Dental x-rays are an important diagnostic tool. They reveal oral health issues that could otherwise go unnoticed: areas of decay, bone loss, abscesses, tumours, and conditions of the root canal. Unfortunately, some people are wary of dental x-rays, dental practitioners aren’t always sure how to ease their concerns.
These tips can help you educate patients on the significant benefits and minimal risks associated with dental x-rays so they can make a well-informed decision about their care.
If you’ve worked as a dentist or dental hygienist in the last few years, you’ve probably heard it before:
Are dental x-rays safe? Can they cause thyroid cancer?

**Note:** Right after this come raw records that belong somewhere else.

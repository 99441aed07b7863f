// src/fs/mod.rs

//! Filesystem access used by the local repository.
//!
//! The repository only needs a handful of operations, so they live behind a
//! small trait. Production code uses [`RealFileSystem`]; tests use
//! [`mock::MockFileSystem`] to lay out fake repositories in memory.

use std::fmt::Debug;
use std::fs;
use std::path::{Path, PathBuf};

use anyhow::{Context, Result};

pub mod mock;

pub trait FileSystem: Send + Sync + Debug {
    fn read_to_string(&self, path: &Path) -> Result<String>;
    fn read(&self, path: &Path) -> Result<Vec<u8>>;

    /// Write `contents` to `path`, creating parent directories as needed.
    fn write(&self, path: &Path, contents: &[u8]) -> Result<()>;

    fn is_file(&self, path: &Path) -> bool;

    fn rename(&self, from: &Path, to: &Path) -> Result<()>;

    fn remove_file(&self, path: &Path) -> Result<()>;

    /// Copy a file, creating the destination's parent directories.
    ///
    /// The bytes are written to a temporary sibling of `to` which is then
    /// renamed into place, so `to` never holds a partial copy.
    fn copy(&self, from: &Path, to: &Path) -> Result<()> {
        let staging = staging_path(to);
        let staged = self
            .read(from)
            .and_then(|bytes| self.write(&staging, &bytes))
            .and_then(|()| self.rename(&staging, to));

        if staged.is_err() && self.is_file(&staging) {
            let _ = self.remove_file(&staging);
        }
        staged.with_context(|| format!("copying {:?} to {:?}", from, to))
    }
}

/// Temporary name next to `target` used while a copy is in flight.
pub fn staging_path(target: &Path) -> PathBuf {
    let name = target
        .file_name()
        .map(|n| n.to_string_lossy().into_owned())
        .unwrap_or_default();
    target.with_file_name(format!(".{name}.part"))
}

/// Implementation that uses `std::fs`.
#[derive(Debug, Clone, Default)]
pub struct RealFileSystem;

impl FileSystem for RealFileSystem {
    fn read_to_string(&self, path: &Path) -> Result<String> {
        fs::read_to_string(path).with_context(|| format!("reading file {:?}", path))
    }

    fn read(&self, path: &Path) -> Result<Vec<u8>> {
        fs::read(path).with_context(|| format!("reading file {:?}", path))
    }

    fn write(&self, path: &Path, contents: &[u8]) -> Result<()> {
        if let Some(parent) = path.parent() {
            fs::create_dir_all(parent).with_context(|| format!("creating dir {:?}", parent))?;
        }
        fs::write(path, contents).with_context(|| format!("writing file {:?}", path))
    }

    fn is_file(&self, path: &Path) -> bool {
        path.is_file()
    }

    fn rename(&self, from: &Path, to: &Path) -> Result<()> {
        fs::rename(from, to).with_context(|| format!("renaming {:?} to {:?}", from, to))
    }

    fn remove_file(&self, path: &Path) -> Result<()> {
        fs::remove_file(path).with_context(|| format!("removing file {:?}", path))
    }

    fn copy(&self, from: &Path, to: &Path) -> Result<()> {
        if let Some(parent) = to.parent() {
            fs::create_dir_all(parent).with_context(|| format!("creating dir {:?}", parent))?;
        }
        let staging = staging_path(to);
        let copied = fs::copy(from, &staging)
            .map(|_| ())
            .and_then(|()| fs::rename(&staging, to));

        if let Err(e) = copied {
            let _ = fs::remove_file(&staging);
            return Err(e).with_context(|| format!("copying {:?} to {:?}", from, to));
        }
        Ok(())
    }
}

#[cfg(test)]
mod tests {
    use super::*;

    #[test]
    fn staging_path_is_a_hidden_sibling() {
        assert_eq!(
            staging_path(Path::new("/repo/g/a/1.0/a-1.0.jar")),
            PathBuf::from("/repo/g/a/1.0/.a-1.0.jar.part")
        );
    }

    #[test]
    fn failed_copy_leaves_nothing_behind() {
        let tmp = tempfile::TempDir::new().unwrap();
        let from = tmp.path().join("src.jar");
        fs::write(&from, b"bytes").unwrap();
        let to = tmp.path().join("dst.jar");
        fs::create_dir(&to).unwrap();

        assert!(RealFileSystem.copy(&from, &to).is_err());
        assert!(to.is_dir());
        assert!(!staging_path(&to).exists());
    }
}
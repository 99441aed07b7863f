#![allow(dead_code)]

pub use sbtrun_test_utils::init_tracing;

use sbtrun::types::{ArtifactCoordinate, Scope};

/// `g:<name>:jar:<version>` in the given scope.
pub fn coord(name: &str, version: &str, scope: Scope) -> ArtifactCoordinate {
    ArtifactCoordinate::new("g", name, version).with_scope(scope)
}

/// Run a future with a 10-second timeout.
pub async fn with_timeout<F, T>(f: F) -> T
where
    F: std::future::Future<Output = T>,
{
    tokio::time::timeout(std::time::Duration::from_secs(10), f)
        .await
        .expect("Test timed out after 10 seconds")
}
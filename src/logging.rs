// src/logging.rs

//! Logging setup for `sbtrun` using `tracing` + `tracing-subscriber`.
//!
//! Priority for determining the log level:
//! 1. `--log-level` CLI flag (if provided)
//! 2. `SBTRUN_LOG` environment variable (e.g. "info", "debug")
//! 3. default to `info`
//!
//! Logs go to STDERR; the sbt process inherits the real stdout.

use anyhow::Result;
use tracing_subscriber::fmt;

use crate::cli::LogLevel;

/// Initialise global logging subscriber.
///
/// Safe to call once at startup.
pub fn init_logging(cli_level: Option<LogLevel>) -> Result<()> {
    let level = match cli_level {
        Some(lvl) => level_from_log_level(lvl),
        None => std::env::var("SBTRUN_LOG")
            .ok()
            .and_then(|s| parse_level_str(&s))
            .unwrap_or(tracing::Level::INFO),
    };

    fmt()
        .with_max_level(level)
        .with_target(false)
        .with_writer(std::io::stderr)
        .try_init()
        .map_err(|e| anyhow::anyhow!("installing log subscriber: {e}"))?;

    Ok(())
}

fn level_from_log_level(lvl: LogLevel) -> tracing::Level {
    match lvl {
        LogLevel::Error => tracing::Level::ERROR,
        LogLevel::Warn => tracing::Level::WARN,
        LogLevel::Info => tracing::Level::INFO,
        LogLevel::Debug => tracing::Level::DEBUG,
        LogLevel::Trace => tracing::Level::TRACE,
    }
}

fn parse_level_str(s: &str) -> Option<tracing::Level> {
    match s.trim().to_lowercase().as_str() {
        "error" => Some(tracing::Level::ERROR),
        "warn" | "warning" => Some(tracing::Level::WARN),
        "info" => Some(tracing::Level::INFO),
        "debug" => Some(tracing::Level::DEBUG),
        "trace" => Some(tracing::Level::TRACE),
        _ => None,
    }
}

#[cfg(test)]
mod tests {
    use super::*;

    #[test]
    fn env_level_strings() {
        assert_eq!(parse_level_str(" DEBUG "), Some(tracing::Level::DEBUG));
        assert_eq!(parse_level_str("warning"), Some(tracing::Level::WARN));
        assert_eq!(parse_level_str("loud"), None);
    }
}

According to an article in Today’s RDH, much of the fear surrounding dental x-rays originates from a talk show several years ago. The show presented a link between the radiation from dental x-rays and thyroid cancer. Video clips shared widely through email and social media sites, sparking an increase in patients refusing x-rays out of concern for their health.
In truth, the link between dental x-rays and thyroid cancer is tenuous, and the show failed to explain how dental x-rays compares to other radiation sources (a dental x-ray is about 0.005 mSv of radiation, equalling less than one day of background radiation exposure.)
Regardless, this trend is a challenge to dental practitioners. The public is not well-informed about radiation, and not all practitioners are prepared to address their concerns. The absence of x-ray images can make it difficult to effectively diagnose and treat patients.
However, with the right approach and a bit of patience, many dentists and dental hygienists can help patients understand that dental x-rays are safe.
For many patients, visiting the dentist is unpleasant to begin with. The added uncertainty surrounding radiation can make the experience more frightening.
Your patience and empathy can make a world of difference in this circumstance. As always, it’s crucial to communicate openly with the patient and take time to explain things in a way they understand.
Understand that dental x-rays are not common everywhere in the world. Newcomers, along with older adults who have little experience with the dentist, may not be familiar with dental x-rays.
Acknowledge that you may have to take a different approach with patients of differing cultural backgrounds. It may help to have an interpreter explain the process to them.
Take time to assure your patients that you and your staff take measures to ensure that dental x-rays are as safe as possible. Explain the purpose of a lead apron, lead thyroid collar, and the ALARA principle for radiation exposure.
A 2017 study examined different approaches to informing patients about radiation exposure from x-rays and other imaging tests. According to this research, patients prefer to receive the information in both oral and written formals, along with a table showing how radiation exposure from the test compares to background radiation.
The average American receives about 620 mrem of radiation each year, half of which comes from natural background radiation. The radiation ‘dosage’ associated with dental x-rays is just 0.005 mSv, less than a single day’s worth of background exposure.
Making this comparison can help patients understand that dental x-rays are not something to fear. However, the information should be delivered with empathy and not to belittle the patient’s concerns.